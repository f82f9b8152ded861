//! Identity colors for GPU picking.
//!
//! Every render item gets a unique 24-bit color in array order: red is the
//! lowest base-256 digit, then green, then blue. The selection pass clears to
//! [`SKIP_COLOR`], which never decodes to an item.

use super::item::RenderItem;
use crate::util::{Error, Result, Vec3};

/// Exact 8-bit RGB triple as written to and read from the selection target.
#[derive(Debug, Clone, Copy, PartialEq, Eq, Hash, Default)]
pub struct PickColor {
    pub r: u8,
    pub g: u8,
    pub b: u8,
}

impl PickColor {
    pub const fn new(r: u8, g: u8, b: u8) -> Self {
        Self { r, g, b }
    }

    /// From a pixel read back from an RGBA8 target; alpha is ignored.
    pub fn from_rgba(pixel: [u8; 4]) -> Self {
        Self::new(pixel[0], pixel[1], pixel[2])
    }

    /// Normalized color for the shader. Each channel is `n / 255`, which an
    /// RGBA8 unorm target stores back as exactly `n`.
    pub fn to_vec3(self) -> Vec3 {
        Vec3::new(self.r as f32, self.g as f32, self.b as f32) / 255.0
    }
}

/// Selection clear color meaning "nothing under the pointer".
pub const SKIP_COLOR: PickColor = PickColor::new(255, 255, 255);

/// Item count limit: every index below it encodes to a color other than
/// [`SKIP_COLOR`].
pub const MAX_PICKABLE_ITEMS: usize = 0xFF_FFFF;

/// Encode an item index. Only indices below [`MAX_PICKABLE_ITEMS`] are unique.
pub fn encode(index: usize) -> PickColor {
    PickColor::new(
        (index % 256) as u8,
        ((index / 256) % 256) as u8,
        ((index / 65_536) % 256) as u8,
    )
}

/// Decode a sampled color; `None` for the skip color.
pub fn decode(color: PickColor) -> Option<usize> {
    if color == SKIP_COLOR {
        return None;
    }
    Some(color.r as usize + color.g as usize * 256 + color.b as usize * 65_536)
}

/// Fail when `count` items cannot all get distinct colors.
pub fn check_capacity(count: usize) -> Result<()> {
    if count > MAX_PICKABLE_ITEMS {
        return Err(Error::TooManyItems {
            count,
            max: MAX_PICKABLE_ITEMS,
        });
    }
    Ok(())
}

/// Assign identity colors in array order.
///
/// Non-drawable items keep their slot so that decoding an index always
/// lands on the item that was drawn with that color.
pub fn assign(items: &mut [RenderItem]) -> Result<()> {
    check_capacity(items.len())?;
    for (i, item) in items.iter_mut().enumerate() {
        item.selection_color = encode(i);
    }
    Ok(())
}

+++++

Restate, word for word and with nothing added, the lines from the first line of the listing through the one where "pass clears to" stands.

repository f82f9b8152ded861
//! Identity colors for GPU picking.
//!
//! Every render item gets a unique 24-bit color in array order: red is the
//! lowest base-256 digit, then green, then blue. The selection pass clears to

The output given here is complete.